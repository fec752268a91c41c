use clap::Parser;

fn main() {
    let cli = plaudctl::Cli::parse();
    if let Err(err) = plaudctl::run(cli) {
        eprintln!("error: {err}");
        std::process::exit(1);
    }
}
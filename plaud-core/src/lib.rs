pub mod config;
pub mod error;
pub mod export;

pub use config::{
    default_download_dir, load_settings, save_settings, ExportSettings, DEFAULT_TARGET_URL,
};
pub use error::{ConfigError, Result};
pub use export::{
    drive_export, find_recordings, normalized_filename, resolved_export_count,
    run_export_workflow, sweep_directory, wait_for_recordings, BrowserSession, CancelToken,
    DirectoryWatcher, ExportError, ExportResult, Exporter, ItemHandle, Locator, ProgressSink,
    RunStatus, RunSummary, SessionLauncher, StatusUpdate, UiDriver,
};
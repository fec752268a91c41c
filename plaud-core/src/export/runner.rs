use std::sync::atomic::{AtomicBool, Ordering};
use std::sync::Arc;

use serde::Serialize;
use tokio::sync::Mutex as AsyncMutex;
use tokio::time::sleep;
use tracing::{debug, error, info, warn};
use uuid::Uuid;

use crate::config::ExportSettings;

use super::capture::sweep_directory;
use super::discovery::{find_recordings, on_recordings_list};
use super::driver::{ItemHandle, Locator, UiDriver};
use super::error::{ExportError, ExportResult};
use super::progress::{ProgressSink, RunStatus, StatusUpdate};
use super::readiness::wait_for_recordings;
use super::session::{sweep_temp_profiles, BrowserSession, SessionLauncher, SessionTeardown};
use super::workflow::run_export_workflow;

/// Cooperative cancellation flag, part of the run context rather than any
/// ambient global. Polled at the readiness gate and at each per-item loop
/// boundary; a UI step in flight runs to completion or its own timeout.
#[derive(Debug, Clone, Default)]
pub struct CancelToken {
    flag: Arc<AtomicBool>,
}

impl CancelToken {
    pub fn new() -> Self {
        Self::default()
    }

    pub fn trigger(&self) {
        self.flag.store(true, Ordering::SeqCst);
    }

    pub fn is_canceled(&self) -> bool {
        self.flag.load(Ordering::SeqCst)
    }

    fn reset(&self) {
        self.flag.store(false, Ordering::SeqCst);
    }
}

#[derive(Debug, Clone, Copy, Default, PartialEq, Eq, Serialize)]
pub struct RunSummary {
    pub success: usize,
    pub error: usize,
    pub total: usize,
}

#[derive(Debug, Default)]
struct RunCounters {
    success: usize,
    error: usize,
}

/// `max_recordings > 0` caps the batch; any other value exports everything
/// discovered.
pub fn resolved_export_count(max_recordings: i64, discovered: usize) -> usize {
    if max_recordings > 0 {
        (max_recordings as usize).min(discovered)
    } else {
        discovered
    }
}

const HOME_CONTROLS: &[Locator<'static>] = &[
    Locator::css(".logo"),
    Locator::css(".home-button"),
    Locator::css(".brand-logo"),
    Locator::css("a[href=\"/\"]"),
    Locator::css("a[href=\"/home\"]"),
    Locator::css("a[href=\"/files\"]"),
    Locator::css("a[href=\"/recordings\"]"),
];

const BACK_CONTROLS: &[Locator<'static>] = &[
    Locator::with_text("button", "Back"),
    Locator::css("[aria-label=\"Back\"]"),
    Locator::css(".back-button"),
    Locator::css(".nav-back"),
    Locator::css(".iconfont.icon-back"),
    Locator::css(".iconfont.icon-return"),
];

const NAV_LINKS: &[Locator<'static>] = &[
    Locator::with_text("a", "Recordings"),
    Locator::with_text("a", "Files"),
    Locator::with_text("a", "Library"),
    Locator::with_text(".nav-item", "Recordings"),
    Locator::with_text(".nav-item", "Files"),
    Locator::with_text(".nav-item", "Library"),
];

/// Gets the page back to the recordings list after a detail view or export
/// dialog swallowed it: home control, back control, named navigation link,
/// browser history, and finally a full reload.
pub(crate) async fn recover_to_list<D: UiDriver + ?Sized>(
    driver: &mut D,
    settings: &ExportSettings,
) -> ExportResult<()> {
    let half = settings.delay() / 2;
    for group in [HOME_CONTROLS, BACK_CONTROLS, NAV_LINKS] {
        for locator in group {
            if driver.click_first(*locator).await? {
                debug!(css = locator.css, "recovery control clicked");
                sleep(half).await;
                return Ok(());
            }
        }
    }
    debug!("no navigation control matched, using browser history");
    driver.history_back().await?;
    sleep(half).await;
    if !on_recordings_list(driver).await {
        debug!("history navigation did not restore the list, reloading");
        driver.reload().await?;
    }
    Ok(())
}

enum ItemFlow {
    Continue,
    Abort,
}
##############################
- Your objective -
Write out all the records above one more time, exactly.

- Expected answer -
repository fec752268a91c41c
use clap::Parser;

fn main() {
    let cli = plaudctl::Cli::parse();
    if let Err(err) = plaudctl::run(cli) {
        eprintln!("error: {err}");
        std::process::exit(1);
    }
}
filename plaud-core/src/lib.rs
pub mod config;
pub mod error;
pub mod export;

pub use config::{
    default_download_dir, load_settings, save_settings, ExportSettings, DEFAULT_TARGET_URL,
};
pub use error::{ConfigError, Result};
pub use export::{
    drive_export, find_recordings, normalized_filename, resolved_export_count,
    run_export_workflow, sweep_directory, wait_for_recordings, BrowserSession, CancelToken,
    DirectoryWatcher, ExportError, ExportResult, Exporter, ItemHandle, Locator, ProgressSink,
    RunStatus, RunSummary, SessionLauncher, StatusUpdate, UiDriver,
};
repository fec752268a91c41c
filename plaud-core/src/export/runner.rs
use std::sync::atomic::{AtomicBool, Ordering};
use std::sync::Arc;

use serde::Serialize;
use tokio::sync::Mutex as AsyncMutex;
use tokio::time::sleep;
use tracing::{debug, error, info, warn};
use uuid::Uuid;

use crate::config::ExportSettings;

use super::capture::sweep_directory;
use super::discovery::{find_recordings, on_recordings_list};
use super::driver::{ItemHandle, Locator, UiDriver};
use super::error::{ExportError, ExportResult};
use super::progress::{ProgressSink, RunStatus, StatusUpdate};
use super::readiness::wait_for_recordings;
use super::session::{sweep_temp_profiles, BrowserSession, SessionLauncher, SessionTeardown};
use super::workflow::run_export_workflow;

/// Cooperative cancellation flag, part of the run context rather than any
/// ambient global. Polled at the readiness gate and at each per-item loop
/// boundary; a UI step in flight runs to completion or its own timeout.
#[derive(Debug, Clone, Default)]
pub struct CancelToken {
    flag: Arc<AtomicBool>,
}

impl CancelToken {
    pub fn new() -> Self {
        Self::default()
    }

    pub fn trigger(&self) {
        self.flag.store(true, Ordering::SeqCst);
    }

    pub fn is_canceled(&self) -> bool {
        self.flag.load(Ordering::SeqCst)
    }

    fn reset(&self) {
        self.flag.store(false, Ordering::SeqCst);
    }
}

#[derive(Debug, Clone, Copy, Default, PartialEq, Eq, Serialize)]
pub struct RunSummary {
    pub success: usize,
    pub error: usize,
    pub total: usize,
}

#[derive(Debug, Default)]
struct RunCounters {
    success: usize,
    error: usize,
}

/// `max_recordings > 0` caps the batch; any other value exports everything
/// discovered.
pub fn resolved_export_count(max_recordings: i64, discovered: usize) -> usize {
    if max_recordings > 0 {
        (max_recordings as usize).min(discovered)
    } else {
        discovered
    }
}

const HOME_CONTROLS: &[Locator<'static>] = &[
    Locator::css(".logo"),
    Locator::css(".home-button"),
    Locator::css(".brand-logo"),
    Locator::css("a[href=\"/\"]"),
    Locator::css("a[href=\"/home\"]"),
    Locator::css("a[href=\"/files\"]"),
    Locator::css("a[href=\"/recordings\"]"),
];

const BACK_CONTROLS: &[Locator<'static>] = &[
    Locator::with_text("button", "Back"),
    Locator::css("[aria-label=\"Back\"]"),
    Locator::css(".back-button"),
    Locator::css(".nav-back"),
    Locator::css(".iconfont.icon-back"),
    Locator::css(".iconfont.icon-return"),
];

const NAV_LINKS: &[Locator<'static>] = &[
    Locator::with_text("a", "Recordings"),
    Locator::with_text("a", "Files"),
    Locator::with_text("a", "Library"),
    Locator::with_text(".nav-item", "Recordings"),
    Locator::with_text(".nav-item", "Files"),
    Locator::with_text(".nav-item", "Library"),
];

/// Gets the page back to the recordings list after a detail view or export
/// dialog swallowed it: home control, back control, named navigation link,
/// browser history, and finally a full reload.
pub(crate) async fn recover_to_list<D: UiDriver + ?Sized>(
    driver: &mut D,
    settings: &ExportSettings,
) -> ExportResult<()> {
    let half = settings.delay() / 2;
    for group in [HOME_CONTROLS, BACK_CONTROLS, NAV_LINKS] {
        for locator in group {
            if driver.click_first(*locator).await? {
                debug!(css = locator.css, "recovery control clicked");
                sleep(half).await;
                return Ok(());
            }
        }
    }
    debug!("no navigation control matched, using browser history");
    driver.history_back().await?;
    sleep(half).await;
    if !on_recordings_list(driver).await {
        debug!("history navigation did not restore the list, reloading");
        driver.reload().await?;
    }
    Ok(())
}

enum ItemFlow {
    Continue,
    Abort,
}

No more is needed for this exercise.